Problem statement: List each line of the data in which the string "dropped" appears.
*** Task input Section Begins ***
//! Housing pipeline library for summarizing housing CSV uploads from S3 events.
//!
//! When a CSV lands in the data bucket, the pipeline downloads it, averages `median_house_value` per
//! `ocean_proximity` category, appends the summary to PostgreSQL, and logs the latest summary per category.

use anyhow::Result;
use log::LevelFilter;
use std::borrow::Cow;

pub mod config;
pub mod credentials;
pub mod dataset;
pub mod error;
pub mod pipeline;
pub mod report;
pub mod store;

pub use error::PipelineError;
pub use pipeline::{InvocationResult, Pipeline, RunOutcome, S3Location, Stage, s3_event};
pub use store::postgres::PgSummaryStore;

pub const APP_NAME: &str = "housing-pipeline";

/// Installs the process-wide logger.
///
/// Messages from this library and from `calling_module` are logged at `Info` (or `Debug` when `verbose`),
/// everything else at `Warn`.
///
/// # Errors
/// * Returns error if a logger has already been installed
pub fn set_up_logger<T>(calling_module: T, verbose: bool) -> Result<()>
where
    T: Into<Cow<'static, str>>,
{
    let level = if verbose {
        LevelFilter::Debug
    } else {
        LevelFilter::Info
    };

    fern::Dispatch::new()
        .format(|out, message, record| {
            out.finish(format_args!(
                "{} - {} - {}",
                chrono::Utc::now().format("%Y-%m-%d %H:%M:%S"),
                record.level(),
                message
            ))
        })
        .level(LevelFilter::Warn)
        .level_for(module_path!(), level)
        .level_for(calling_module, level)
        .chain(std::io::stdout())
        .apply()?;

    Ok(())
}
use std::collections::HashMap;

use super::document::{ordered, DocPosition, Document};

/// Which side of an insertion made exactly at a tracked position the
/// position ends up on.
#[derive(Debug, Clone, Copy, PartialEq, Eq)]
pub enum Bias {
    /// Stay before text inserted at this position.
    Left,
    /// Move past text inserted at this position.
    Right,
}

#[derive(Debug, Clone, Copy, PartialEq, Eq, Hash, PartialOrd, Ord)]
pub struct AnchorId(u64);

/// One primitive document edit, used to map tracked positions.
#[derive(Debug, Clone, Copy, PartialEq, Eq)]
pub(crate) enum Step {
    Insert { at: DocPosition, len: usize },
    Delete { from: DocPosition, to: DocPosition },
    Split { at: DocPosition },
    InsertBlocks { index: usize, count: usize },
    RemoveBlock { index: usize },
}

impl Step {
    pub(crate) fn map(&self, pos: DocPosition, bias: Bias) -> DocPosition {
        match *self {
            Step::Insert { at, len } => {
                let after = pos.offset > at.offset || (pos.offset == at.offset && bias == Bias::Right);
                if pos.block == at.block && after {
                    DocPosition::new(pos.block, pos.offset + len)
                } else {
                    pos
                }
            }
            Step::Delete { from, to } => {
                let (from, to) = ordered(from, to);
                if pos <= from {
                    pos
                } else if pos <= to {
                    from
                } else if pos.block == to.block {
                    DocPosition::new(from.block, from.offset + (pos.offset - to.offset))
                } else {
                    DocPosition::new(pos.block - (to.block - from.block), pos.offset)
                }
            }
            Step::Split { at } => {
                if pos.block > at.block {
                    DocPosition::new(pos.block + 1, pos.offset)
                } else if pos.block == at.block
                    && (pos.offset > at.offset || (pos.offset == at.offset && bias == Bias::Right))
                {
                    DocPosition::new(pos.block + 1, pos.offset - at.offset)
                } else {
                    pos
                }
            }
            Step::InsertBlocks { index, count } => {
                if pos.block >= index {
                    DocPosition::new(pos.block + count, pos.offset)
                } else {
                    pos
                }
            }
            Step::RemoveBlock { index } => {
                if pos.block > index {
                    DocPosition::new(pos.block - 1, pos.offset)
                } else if pos.block == index {
                    DocPosition::new(index, 0)
                } else {
                    pos
                }
            }
        }
    }
}

#[derive(Debug, Clone, Copy)]
struct Tracked {
    pos: DocPosition,
    bias: Bias,
}

/// Positions that survive edits: every step applied to the document is
/// replayed here so an anchor keeps pointing at the same content.
#[derive(Debug, Default)]
pub struct AnchorSet {
    next_id: u64,
    tracked: HashMap<AnchorId, Tracked>,
}

impl AnchorSet {
    pub fn create(&mut self, pos: DocPosition, bias: Bias) -> AnchorId {
        self.next_id += 1;
        let id = AnchorId(self.next_id);
        self.tracked.insert(id, Tracked { pos, bias });
        id
    }

    pub fn get(&self, id: AnchorId) -> Option<DocPosition> {
        self.tracked.get(&id).map(|t| t.pos)
    }

    pub fn remove(&mut self, id: AnchorId) -> Option<DocPosition> {
        self.tracked.remove(&id).map(|t| t.pos)
    }

    pub fn len(&self) -> usize {
        self.tracked.len()
    }

    pub fn is_empty(&self) -> bool {
        self.tracked.is_empty()
    }

    pub(crate) fn apply(&mut self, step: &Step) {
        for t in self.tracked.values_mut() {
            t.pos = step.map(t.pos, t.bias);
        }
    }

    /// After a wholesale content replacement positions can only be clamped.
    pub(crate) fn clamp_all(&mut self, doc: &Document) {
        for t in self.tracked.values_mut() {
            t.pos = doc.clamp(t.pos);
        }
    }
}

#[cfg(test)]
mod tests {
    use super::*;

    fn p(block: usize, offset: usize) -> DocPosition {
        DocPosition::new(block, offset)
    }

    #[test]
    fn insert_at_anchor_respects_bias() {
        let step = Step::Insert { at: p(0, 3), len: 2 };
        assert_eq!(step.map(p(0, 3), Bias::Left), p(0, 3));
        assert_eq!(step.map(p(0, 3), Bias::Right), p(0, 5));
        assert_eq!(step.map(p(0, 7), Bias::Left), p(0, 9));
        assert_eq!(step.map(p(1, 7), Bias::Left), p(1, 7));
    }

    #[test]
    fn delete_collapses_inner_positions_and_shifts_later_ones() {
        let step = Step::Delete { from: p(0, 2), to: p(2, 1) };
        assert_eq!(step.map(p(0, 1), Bias::Left), p(0, 1));
        assert_eq!(step.map(p(1, 4), Bias::Left), p(0, 2));
        assert_eq!(step.map(p(2, 5), Bias::Left), p(0, 6));
        assert_eq!(step.map(p(4, 3), Bias::Left), p(2, 3));
    }

    #[test]
    fn split_moves_tail_positions_to_the_new_block() {
        let step = Step::Split { at: p(1, 4) };
        assert_eq!(step.map(p(1, 6), Bias::Left), p(2, 2));
        assert_eq!(step.map(p(1, 4), Bias::Left), p(1, 4));
        assert_eq!(step.map(p(1, 4), Bias::Right), p(2, 0));
        assert_eq!(step.map(p(3, 0), Bias::Left), p(4, 0));
    }

    #[test]
    fn anchors_follow_every_applied_step() {
        let mut set = AnchorSet::default();
        let id = set.create(p(0, 5), Bias::Right);
        set.apply(&Step::Insert { at: p(0, 0), len: 3 });
        set.apply(&Step::InsertBlocks { index: 0, count: 2 });
        assert_eq!(set.get(id), Some(p(2, 8)));
        assert_eq!(set.remove(id), Some(p(2, 8)));
        assert!(set.is_empty());
    }
}
use anyhow::{bail, Context, Result};
use clap::{Parser, Subcommand};
use std::path::PathBuf;
use std::rc::Rc;
use std::time::Duration;

use tubenotes::assistant::{RequestState, ANSWER_HEADING};
use tubenotes::config::{self, AppConfig};
use tubenotes::db::Database;
use tubenotes::editor::html::from_html;
use tubenotes::editor::timestamp::format_time_f64;
use tubenotes::notes::{LibraryView, NewNote, NoteStore, NoteUpdate};
use tubenotes::output::{json as json_out, table};
use tubenotes::services::file::FileTranscriptSource;
use tubenotes::services::http::HttpClient;
use tubenotes::services::{youtube, Summarizer, TranscriptSource};
use tubenotes::session::{NoteSession, SessionOptions};
use tubenotes::transcript::search::search;
use tubenotes::transcript::Transcript;

#[derive(Parser)]
#[command(name = "tubenotes", version, about = "Video notes — transcript-synchronized notes for YouTube videos")]
struct Cli {
    #[command(subcommand)]
    command: Commands,

    /// Output as JSON
    #[arg(long, global = true)]
    json: bool,

    /// Path to database file (default: ~/.tubenotes/tubenotes.db)
    #[arg(long, global = true, env = "TUBENOTES_DB")]
    db: Option<PathBuf>,

    /// API key for the transcription service
    #[arg(long, global = true)]
    api_key: Option<String>,

    /// Base URL of the transcription service
    #[arg(long, global = true)]
    base_url: Option<String>,
}

#[derive(Subcommand)]
enum Commands {
    /// Create, list and edit notes
    Note {
        #[command(subcommand)]
        action: NoteAction,
    },

    /// Manage folders
    Folder {
        #[command(subcommand)]
        action: FolderAction,
    },

    /// Fetch and print a video's transcript
    Transcript {
        /// YouTube URL or video ID
        url: String,

        /// Read a cached transcript (JSON or YAML) instead of the service
        #[arg(long)]
        file: Option<PathBuf>,

        /// Mark the segment playing at this time (seconds)
        #[arg(long)]
        at: Option<f64>,

        /// Highlight segments matching this text
        #[arg(long)]
        search: Option<String>,

        /// Cache the fetched transcript to this file
        #[arg(long)]
        save: Option<PathBuf>,
    },

    /// Generate an AI summary of a video
    Summary {
        /// YouTube URL or video ID
        url: String,

        #[arg(long)]
        file: Option<PathBuf>,
    },

    /// Ask a question about a note's video; question and answer are added to the note
    Ask {
        /// Note ID
        note_id: String,

        question: String,

        #[arg(long)]
        file: Option<PathBuf>,
    },

    /// Add a timestamped line to a note
    Cite {
        /// Note ID
        note_id: String,

        /// Playback time in seconds
        #[arg(long)]
        at: f64,

        #[arg(long)]
        file: Option<PathBuf>,

        /// Text to write; defaults to the transcript line playing at that time
        #[arg(long)]
        text: Option<String>,
    },

    /// Manage the config file
    Config {
        #[command(subcommand)]
        action: ConfigAction,
    },

    /// Show database info
    Info,
}
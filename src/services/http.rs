use serde::de::DeserializeOwned;
use serde::Deserialize;
use tracing::debug;

use super::{
    youtube, FetchedTranscript, LocalBoxFuture, QuestionAnswerer, ServiceError, Summarizer,
    TranscriptSource,
};
use crate::transcript::TranscriptSegment;

pub const DEFAULT_BASE_URL: &str = "http://localhost:3000/api";

/// Client for the transcription API: transcript fetch, summary, and
/// question answering.
#[derive(Clone)]
pub struct HttpClient {
    base_url: String,
    api_key: Option<String>,
    client: reqwest::Client,
}

#[derive(Debug, Deserialize)]
struct SummaryResponse {
    summary: String,
}

#[derive(Debug, Deserialize)]
struct AnswerResponse {
    answer: String,
}

impl HttpClient {
    pub fn new(base_url: Option<String>, api_key: Option<String>) -> Self {
        let base_url = base_url
            .unwrap_or_else(|| DEFAULT_BASE_URL.to_string())
            .trim_end_matches('/')
            .to_string();
        Self {
            base_url,
            api_key,
            client: reqwest::Client::new(),
        }
    }

    pub fn base_url(&self) -> &str {
        &self.base_url
    }

    fn post<T: DeserializeOwned + 'static>(
        &self,
        path: &str,
        body: serde_json::Value,
        on_transport: fn(String) -> ServiceError,
    ) -> LocalBoxFuture<'static, Result<T, ServiceError>> {
        let url = format!("{}{}", self.base_url, path);
        let mut request = self
            .client
            .post(&url)
            .header("Content-Type", "application/json")
            .json(&body);
        if let Some(ref key) = self.api_key {
            request = request.header("Authorization", format!("Bearer {}", key));
        }
        Box::pin(async move {
            debug!("POST {}", url);
            let resp = request
                .send()
                .await
                .map_err(|e| on_transport(format!("request to {url} failed: {e}")))?;

            let status = resp.status();
            if !status.is_success() {
                let text = resp.text().await.unwrap_or_default();
                return Err(ServiceError::Service(format!("{url} returned {status}: {text}")));
            }

            resp.json::<T>()
                .await
                .map_err(|e| ServiceError::Service(format!("unexpected response from {url}: {e}")))
        })
    }
}

impl TranscriptSource for HttpClient {
    fn name(&self) -> &str {
        "http"
    }

    fn fetch_transcript(
        &self,
        video_url: &str,
    ) -> LocalBoxFuture<'static, Result<FetchedTranscript, ServiceError>> {
        if let Err(e) = youtube::extract_video_id(video_url) {
            return Box::pin(async move { Err(e) });
        }
        self.post(
            "/transcriptions",
            serde_json::json!({ "url": video_url }),
            ServiceError::Fetch,
        )
    }
}

impl Summarizer for HttpClient {
    fn summarize(
        &self,
        segments: &[TranscriptSegment],
    ) -> LocalBoxFuture<'static, Result<String, ServiceError>> {
        let fut = self.post::<SummaryResponse>(
            "/transcriptions/summary",
            serde_json::json!({ "transcript": wire_segments(segments) }),
            ServiceError::Service,
        );
        Box::pin(async move { fut.await.map(|r| r.summary) })
    }
}

impl QuestionAnswerer for HttpClient {
    fn answer(
        &self,
        question: &str,
        segments: &[TranscriptSegment],
    ) -> LocalBoxFuture<'static, Result<String, ServiceError>> {
        let fut = self.post::<AnswerResponse>(
            "/transcriptions/question",
            serde_json::json!({
                "question": question,
                "transcript": wire_segments(segments),
            }),
            ServiceError::Service,
        );
        Box::pin(async move { fut.await.map(|r| r.answer) })
    }
}

/// Segments in the service's `{text, offset, duration}` shape.
fn wire_segments(segments: &[TranscriptSegment]) -> serde_json::Value {
    serde_json::Value::Array(
        segments
            .iter()
            .map(|s| {
                serde_json::json!({
                    "text": s.text,
                    "offset": s.offset_seconds,
                    "duration": s.duration_seconds,
                })
            })
            .collect(),
    )
}
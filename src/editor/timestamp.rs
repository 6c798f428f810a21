use serde::{Deserialize, Serialize};

/// Attribute carried by a timestamp citation in a note.
///
/// Rendering is derived from `time_seconds` alone; no player or transcript
/// state is consulted.
#[derive(Debug, Clone, Copy, PartialEq, Eq, Hash, Serialize, Deserialize)]
pub struct TimestampMark {
    pub time_seconds: u32,
}

impl TimestampMark {
    pub fn new(time_seconds: u32) -> Self {
        Self { time_seconds }
    }

    /// Bracketed label inserted as the marked text, e.g. `[2:05]`.
    pub fn label(&self) -> String {
        format!("[{}]", format_time(self.time_seconds))
    }

    /// Value of the `data-time` attribute.
    pub fn attr_value(&self) -> String {
        self.time_seconds.to_string()
    }
}

/// Format whole seconds as `m:ss`. Minutes are unbounded (`3661 -> "61:01"`).
pub fn format_time(seconds: u32) -> String {
    let m = seconds / 60;
    let s = seconds % 60;
    format!("{m}:{s:02}")
}

/// Floor a fractional playback time and format it. Negative and non-finite
/// inputs clamp to zero.
pub fn format_time_f64(seconds: f64) -> String {
    format_time(floor_seconds(seconds))
}

/// Floor a playback time to whole seconds for use as a mark attribute.
pub fn floor_seconds(seconds: f64) -> u32 {
    if !seconds.is_finite() || seconds <= 0.0 {
        return 0;
    }
    if seconds >= u32::MAX as f64 {
        return u32::MAX;
    }
    seconds.floor() as u32
}

/// Parse a `data-time` attribute. Anything but a plain non-negative decimal
/// integer (surrounding whitespace allowed) is rejected.
pub fn parse_time_attr(raw: &str) -> Option<u32> {
    let trimmed = raw.trim();
    if trimmed.is_empty() || !trimmed.bytes().all(|b| b.is_ascii_digit()) {
        return None;
    }
    trimmed.parse().ok()
}
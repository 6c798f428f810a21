pub mod pane;
pub mod scroll;
pub mod search;

use serde::{Deserialize, Serialize};
use tracing::debug;

use crate::editor::html::decode_entities;
use crate::editor::timestamp::format_time;

/// One timed unit of transcript text.
#[derive(Debug, Clone, PartialEq, Serialize, Deserialize)]
#[serde(rename_all = "camelCase")]
pub struct TranscriptSegment {
    pub text: String,
    #[serde(alias = "offset")]
    pub offset_seconds: f64,
    #[serde(alias = "duration", default)]
    pub duration_seconds: f64,
}

impl TranscriptSegment {
    pub fn new(text: impl Into<String>, offset_seconds: f64, duration_seconds: f64) -> Self {
        Self {
            text: text.into(),
            offset_seconds,
            duration_seconds,
        }
    }

    pub fn end_seconds(&self) -> f64 {
        self.offset_seconds + self.duration_seconds.max(0.0)
    }

    /// Start time as shown next to the segment, rounded to the nearest second.
    pub fn label(&self) -> String {
        format_time(self.offset_seconds.max(0.0).round() as u32)
    }
}

#[derive(Debug, thiserror::Error)]
pub enum TranscriptError {
    #[error("segment {index} has an invalid offset or duration")]
    InvalidSegment { index: usize },
}

/// A validated, display-ready transcript: entities decoded, blank segments
/// dropped, offsets non-decreasing.
#[derive(Debug, Clone, Default, PartialEq, Serialize)]
pub struct Transcript {
    segments: Vec<TranscriptSegment>,
}

impl Transcript {
    pub fn new(segments: Vec<TranscriptSegment>) -> Result<Self, TranscriptError> {
        for (index, seg) in segments.iter().enumerate() {
            let valid = seg.offset_seconds.is_finite()
                && seg.offset_seconds >= 0.0
                && seg.duration_seconds.is_finite()
                && seg.duration_seconds >= 0.0;
            if !valid {
                return Err(TranscriptError::InvalidSegment { index });
            }
        }
        let total = segments.len();
        let mut segments: Vec<TranscriptSegment> = segments
            .into_iter()
            .filter(|s| !s.text.trim().is_empty())
            .map(|s| TranscriptSegment {
                text: decode_entities(&s.text),
                ..s
            })
            .collect();
        segments.sort_by(|a, b| a.offset_seconds.total_cmp(&b.offset_seconds));
        debug!("Transcript loaded: {} segments ({} blank dropped)", segments.len(), total - segments.len());
        Ok(Self { segments })
    }

    pub fn segments(&self) -> &[TranscriptSegment] {
        &self.segments
    }

    pub fn get(&self, index: usize) -> Option<&TranscriptSegment> {
        self.segments.get(index)
    }

    pub fn len(&self) -> usize {
        self.segments.len()
    }

    pub fn is_empty(&self) -> bool {
        self.segments.is_empty()
    }

    pub fn active_at(&self, time_seconds: f64) -> Option<usize> {
        find_active_segment(&self.segments, time_seconds)
    }

    /// All segment text joined with spaces.
    pub fn full_text(&self) -> String {
        self.segments
            .iter()
            .map(|s| s.text.as_str())
            .collect::<Vec<_>>()
            .join(" ")
    }
}

fn covers(segments: &[TranscriptSegment], index: usize, t: f64) -> bool {
    let Some(seg) = segments.get(index) else {
        return false;
    };
    if t < seg.offset_seconds {
        return false;
    }
    match segments.get(index + 1) {
        Some(next) => t < next.offset_seconds,
        None => t < seg.end_seconds(),
    }
}

/// Index of the segment playing at `t`: the last segment starting at or
/// before `t` and ending before the next one starts (the final segment ends
/// at offset + duration). `None` before the first segment, after the last
/// one, or for an empty list.
pub fn find_active_segment(segments: &[TranscriptSegment], t: f64) -> Option<usize> {
    if t.is_nan() {
        return None;
    }
    let after = segments.partition_point(|s| s.offset_seconds <= t);
    let index = after.checked_sub(1)?;
    covers(segments, index, t).then_some(index)
}

/// Remembers the last answer so steadily advancing playback is answered in
/// constant time; anything else falls back to the binary search.
#[derive(Debug, Default, Clone)]
pub struct ActiveSegmentTracker {
    last: Option<usize>,
}

impl ActiveSegmentTracker {
    pub fn new() -> Self {
        Self::default()
    }

    pub fn current(&self) -> Option<usize> {
        self.last
    }

    pub fn update(&mut self, segments: &[TranscriptSegment], t: f64) -> Option<usize> {
        let found = match self.last {
            Some(i) if covers(segments, i, t) => Some(i),
            Some(i) if covers(segments, i + 1, t) => Some(i + 1),
            _ => find_active_segment(segments, t),
        };
        self.last = found;
        found
    }

    pub fn reset(&mut self) {
        self.last = None;
    }
}
pub mod json;
pub mod table;
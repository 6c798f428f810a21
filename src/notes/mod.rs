use std::sync::OnceLock;

use regex::Regex;
use serde::{Deserialize, Serialize};

#[derive(Debug, thiserror::Error)]
pub enum StoreError {
    #[error("{kind} not found: {id}")]
    NotFound { kind: &'static str, id: String },
    #[error("invalid {0}")]
    Validation(String),
    #[error("database error: {0}")]
    Database(String),
}

impl StoreError {
    pub fn note_not_found(id: &str) -> Self {
        StoreError::NotFound {
            kind: "note",
            id: id.to_string(),
        }
    }

    pub fn folder_not_found(id: &str) -> Self {
        StoreError::NotFound {
            kind: "folder",
            id: id.to_string(),
        }
    }
}

#[derive(Debug, Clone, PartialEq, Serialize, Deserialize)]
#[serde(rename_all = "camelCase")]
pub struct Note {
    pub id: String,
    pub title: String,
    pub video_url: String,
    /// Serialized editor markup; `None` until first saved.
    pub content: Option<String>,
    pub folder_id: Option<String>,
    pub created_at: String,
    pub updated_at: String,
}

#[derive(Debug, Clone, PartialEq, Serialize, Deserialize)]
#[serde(rename_all = "camelCase")]
pub struct Folder {
    pub id: String,
    pub name: String,
    pub created_at: String,
    pub updated_at: String,
}

#[derive(Debug, Clone, Default)]
pub struct NewNote {
    pub title: String,
    pub video_url: String,
    pub content: Option<String>,
    pub folder_id: Option<String>,
}

/// Partial update; `None` fields are left alone. `folder_id: Some(None)`
/// moves the note out of any folder.
#[derive(Debug, Clone, Default)]
pub struct NoteUpdate {
    pub title: Option<String>,
    pub content: Option<String>,
    pub video_url: Option<String>,
    pub folder_id: Option<Option<String>>,
}

impl NoteUpdate {
    pub fn content(html: impl Into<String>) -> Self {
        Self {
            content: Some(html.into()),
            ..Self::default()
        }
    }

    pub fn is_empty(&self) -> bool {
        self.title.is_none()
            && self.content.is_none()
            && self.video_url.is_none()
            && self.folder_id.is_none()
    }
}

/// Canonical notes and folders.
///
/// Every method reads or writes the backing store directly; callers derive
/// their views from the results instead of keeping copies.
pub trait NoteStore {
    fn get(&self, id: &str) -> Result<Note, StoreError>;
    /// All notes, newest first.
    fn list(&self) -> Result<Vec<Note>, StoreError>;
    fn list_in_folder(&self, folder_id: &str) -> Result<Vec<Note>, StoreError>;
    fn create(&self, note: &NewNote) -> Result<Note, StoreError>;
    fn update(&self, id: &str, update: &NoteUpdate) -> Result<Note, StoreError>;
    fn delete(&self, id: &str) -> Result<Note, StoreError>;

    fn get_folder(&self, id: &str) -> Result<Folder, StoreError>;
    fn list_folders(&self) -> Result<Vec<Folder>, StoreError>;
    fn create_folder(&self, name: &str) -> Result<Folder, StoreError>;
    fn rename_folder(&self, id: &str, name: &str) -> Result<Folder, StoreError>;
    /// Deletes the folder and every note in it.
    fn delete_folder(&self, id: &str) -> Result<Folder, StoreError>;
}

fn url_pattern() -> &'static Regex {
    static RE: OnceLock<Regex> = OnceLock::new();
    RE.get_or_init(|| Regex::new(r"^[a-zA-Z][a-zA-Z0-9+.-]*://[^\s/?#]+\S*$").expect("valid URL regex"))
}

fn non_empty(field: &str, value: &str) -> Result<(), StoreError> {
    if value.trim().is_empty() {
        return Err(StoreError::Validation(format!("{field}: must not be empty")));
    }
    Ok(())
}

pub fn validate_new_note(note: &NewNote) -> Result<(), StoreError> {
    non_empty("title", &note.title)?;
    non_empty("video URL", &note.video_url)
}

pub fn validate_update(update: &NoteUpdate) -> Result<(), StoreError> {
    if let Some(ref title) = update.title {
        non_empty("title", title)?;
    }
    if let Some(ref url) = update.video_url {
        if !url_pattern().is_match(url.trim()) {
            return Err(StoreError::Validation(format!("video URL: {url}")));
        }
    }
    Ok(())
}

pub fn validate_folder_name(name: &str) -> Result<(), StoreError> {
    non_empty("folder name", name)
}

#[derive(Debug, Clone, Serialize)]
#[serde(rename_all = "camelCase")]
pub struct FolderView {
    pub folder: Folder,
    pub notes: Vec<Note>,
}

/// Folder tree for the sidebar, built fresh from the store on every call.
#[derive(Debug, Clone, Serialize)]
#[serde(rename_all = "camelCase")]
pub struct LibraryView {
    pub folders: Vec<FolderView>,
    pub unfiled: Vec<Note>,
}

impl LibraryView {
    pub fn load(store: &dyn NoteStore) -> Result<Self, StoreError> {
        let mut notes = store.list()?;
        let folders = store
            .list_folders()?
            .into_iter()
            .map(|folder| {
                let (inside, rest): (Vec<Note>, Vec<Note>) = notes
                    .drain(..)
                    .partition(|n| n.folder_id.as_deref() == Some(folder.id.as_str()));
                notes = rest;
                FolderView {
                    folder,
                    notes: inside,
                }
            })
            .collect();
        Ok(Self {
            folders,
            unfiled: notes,
        })
    }

    pub fn note_count(&self) -> usize {
        self.unfiled.len() + self.folders.iter().map(|f| f.notes.len()).sum::<usize>()
    }
}
impl Block {
    pub fn new(kind: BlockKind) -> Self {
        Self {
            kind,
            align: Align::Left,
            runs: Vec::new(),
        }
    }

    pub fn paragraph() -> Self {
        Self::new(BlockKind::Paragraph)
    }

    pub fn with_runs(kind: BlockKind, runs: Vec<TextRun>) -> Self {
        let mut block = Self::new(kind);
        block.runs = runs;
        block.normalize();
        block
    }

    pub fn text_paragraph(text: impl Into<String>) -> Self {
        Self::with_runs(BlockKind::Paragraph, vec![TextRun::plain(text)])
    }

    pub fn push_text(&mut self, text: &str, marks: &Marks) {
        if text.is_empty() {
            return;
        }
        match self.runs.last_mut() {
            Some(last) if last.marks == *marks => last.text.push_str(text),
            _ => self.runs.push(TextRun::new(text, marks.clone())),
        }
    }

    pub fn text(&self) -> String {
        self.runs.iter().map(|r| r.text.as_str()).collect()
    }

    pub fn len(&self) -> usize {
        self.runs.iter().map(TextRun::len).sum()
    }

    pub fn is_empty(&self) -> bool {
        self.runs.iter().all(|r| r.text.is_empty())
    }

    /// Merge neighbouring runs with equal marks and drop empty ones.
    fn normalize(&mut self) {
        let mut merged: Vec<TextRun> = Vec::with_capacity(self.runs.len());
        for run in self.runs.drain(..) {
            if run.text.is_empty() {
                continue;
            }
            match merged.last_mut() {
                Some(last) if last.marks == run.marks => last.text.push_str(&run.text),
                _ => merged.push(run),
            }
        }
        self.runs = merged;
    }

    /// Ensure a run boundary at `offset` and return the index of the first run
    /// starting at or after it.
    fn split_runs_at(&mut self, offset: usize) -> usize {
        let mut acc = 0;
        for i in 0..self.runs.len() {
            if offset == acc {
                return i;
            }
            let len = self.runs[i].len();
            if offset < acc + len {
                let at = byte_index(&self.runs[i].text, offset - acc);
                let tail = self.runs[i].text.split_off(at);
                let marks = self.runs[i].marks.clone();
                self.runs.insert(i + 1, TextRun::new(tail, marks));
                return i + 1;
            }
            acc += len;
        }
        self.runs.len()
    }

    fn split_off(&mut self, offset: usize) -> Vec<TextRun> {
        let idx = self.split_runs_at(offset);
        self.runs.split_off(idx)
    }

    fn marks_of_char(&self, index: usize) -> Option<&Marks> {
        let mut acc = 0;
        for run in &self.runs {
            let len = run.len();
            if index < acc + len {
                return Some(&run.marks);
            }
            acc += len;
        }
        None
    }
}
*** Task input Section Ends ***
Output:
/// dropped, offsets non-decreasing.
        debug!("Transcript loaded: {} segments ({} blank dropped)", segments.len(), total - segments.len());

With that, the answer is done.